Requirement
Using the entries below, copy out all lines where "false" is found.

Data shown
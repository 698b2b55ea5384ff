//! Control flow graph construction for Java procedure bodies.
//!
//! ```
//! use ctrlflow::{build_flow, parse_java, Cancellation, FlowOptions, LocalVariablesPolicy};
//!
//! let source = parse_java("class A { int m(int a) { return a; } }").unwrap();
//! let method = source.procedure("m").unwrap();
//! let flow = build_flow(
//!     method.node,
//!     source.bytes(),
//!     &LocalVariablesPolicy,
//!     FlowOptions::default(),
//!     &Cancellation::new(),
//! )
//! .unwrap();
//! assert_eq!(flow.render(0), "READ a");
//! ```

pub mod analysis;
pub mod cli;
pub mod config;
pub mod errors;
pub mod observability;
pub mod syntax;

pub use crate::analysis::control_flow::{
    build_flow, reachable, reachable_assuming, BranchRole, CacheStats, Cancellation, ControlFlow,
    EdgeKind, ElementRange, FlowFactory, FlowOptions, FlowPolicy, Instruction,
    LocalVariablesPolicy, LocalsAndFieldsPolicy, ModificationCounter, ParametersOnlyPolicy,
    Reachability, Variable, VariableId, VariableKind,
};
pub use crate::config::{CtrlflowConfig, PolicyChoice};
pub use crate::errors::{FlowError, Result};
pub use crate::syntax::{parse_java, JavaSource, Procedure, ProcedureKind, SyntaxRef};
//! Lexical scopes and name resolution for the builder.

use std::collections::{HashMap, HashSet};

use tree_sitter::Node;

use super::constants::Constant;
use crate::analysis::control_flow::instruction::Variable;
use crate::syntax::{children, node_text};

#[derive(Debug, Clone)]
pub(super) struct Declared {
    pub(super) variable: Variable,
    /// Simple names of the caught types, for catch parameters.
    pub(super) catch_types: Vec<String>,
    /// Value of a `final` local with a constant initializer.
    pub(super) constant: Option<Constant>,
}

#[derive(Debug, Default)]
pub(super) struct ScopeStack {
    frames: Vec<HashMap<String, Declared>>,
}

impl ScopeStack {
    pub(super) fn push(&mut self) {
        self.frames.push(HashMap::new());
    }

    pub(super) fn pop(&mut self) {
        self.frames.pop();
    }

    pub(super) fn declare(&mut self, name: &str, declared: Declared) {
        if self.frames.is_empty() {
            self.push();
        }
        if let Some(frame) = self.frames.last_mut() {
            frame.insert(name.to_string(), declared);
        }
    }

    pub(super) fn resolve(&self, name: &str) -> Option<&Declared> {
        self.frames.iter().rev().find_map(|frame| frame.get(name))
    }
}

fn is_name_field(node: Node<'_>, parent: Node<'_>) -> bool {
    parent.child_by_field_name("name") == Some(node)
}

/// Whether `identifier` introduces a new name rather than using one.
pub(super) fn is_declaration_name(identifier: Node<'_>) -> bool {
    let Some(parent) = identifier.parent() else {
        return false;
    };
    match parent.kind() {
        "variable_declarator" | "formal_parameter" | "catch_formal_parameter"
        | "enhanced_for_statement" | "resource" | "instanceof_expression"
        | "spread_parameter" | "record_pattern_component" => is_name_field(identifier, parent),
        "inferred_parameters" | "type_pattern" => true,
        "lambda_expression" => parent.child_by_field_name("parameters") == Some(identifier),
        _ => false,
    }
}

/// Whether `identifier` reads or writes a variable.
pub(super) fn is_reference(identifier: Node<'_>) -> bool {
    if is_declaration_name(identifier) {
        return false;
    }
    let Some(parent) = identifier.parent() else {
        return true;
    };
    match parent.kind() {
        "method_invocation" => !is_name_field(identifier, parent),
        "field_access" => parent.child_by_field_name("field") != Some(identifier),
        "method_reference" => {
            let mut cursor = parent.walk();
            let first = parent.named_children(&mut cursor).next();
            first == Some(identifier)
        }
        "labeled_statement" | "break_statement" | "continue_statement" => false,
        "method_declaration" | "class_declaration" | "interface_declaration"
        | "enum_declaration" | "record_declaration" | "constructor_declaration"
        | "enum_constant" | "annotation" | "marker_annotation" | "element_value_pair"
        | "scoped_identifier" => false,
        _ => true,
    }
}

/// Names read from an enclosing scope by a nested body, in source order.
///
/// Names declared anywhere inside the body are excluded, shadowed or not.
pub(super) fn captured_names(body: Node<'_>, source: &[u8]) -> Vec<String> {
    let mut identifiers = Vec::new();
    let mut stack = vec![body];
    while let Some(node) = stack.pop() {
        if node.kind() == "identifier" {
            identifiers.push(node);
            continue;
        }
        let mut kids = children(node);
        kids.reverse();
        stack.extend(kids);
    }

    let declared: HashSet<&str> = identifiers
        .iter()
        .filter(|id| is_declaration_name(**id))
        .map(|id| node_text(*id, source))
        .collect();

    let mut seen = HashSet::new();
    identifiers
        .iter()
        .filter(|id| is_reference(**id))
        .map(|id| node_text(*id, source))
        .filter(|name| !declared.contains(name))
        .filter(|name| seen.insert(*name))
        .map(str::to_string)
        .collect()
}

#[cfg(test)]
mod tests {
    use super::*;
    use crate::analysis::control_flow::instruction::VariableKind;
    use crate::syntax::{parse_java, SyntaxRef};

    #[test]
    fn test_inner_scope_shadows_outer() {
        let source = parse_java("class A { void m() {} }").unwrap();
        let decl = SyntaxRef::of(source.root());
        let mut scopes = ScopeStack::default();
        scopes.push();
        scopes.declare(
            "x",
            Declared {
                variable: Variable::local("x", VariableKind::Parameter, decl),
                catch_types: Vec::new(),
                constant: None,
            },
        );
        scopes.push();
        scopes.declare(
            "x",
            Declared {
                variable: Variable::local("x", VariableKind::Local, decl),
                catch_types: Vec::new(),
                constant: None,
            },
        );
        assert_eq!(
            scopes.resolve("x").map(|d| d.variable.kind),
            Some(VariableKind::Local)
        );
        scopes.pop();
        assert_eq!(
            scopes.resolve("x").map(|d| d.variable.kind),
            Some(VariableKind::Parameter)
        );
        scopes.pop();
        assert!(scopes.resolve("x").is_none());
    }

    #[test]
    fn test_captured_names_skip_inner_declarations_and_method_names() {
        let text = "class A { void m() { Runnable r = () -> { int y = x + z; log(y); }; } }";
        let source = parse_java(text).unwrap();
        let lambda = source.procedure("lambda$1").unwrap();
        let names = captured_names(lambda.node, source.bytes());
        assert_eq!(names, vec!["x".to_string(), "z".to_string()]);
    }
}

Finished exercise
        return false;
        _ => false,
        return false;
        "labeled_statement" | "break_statement" | "continue_statement" => false,
        | "scoped_identifier" => false,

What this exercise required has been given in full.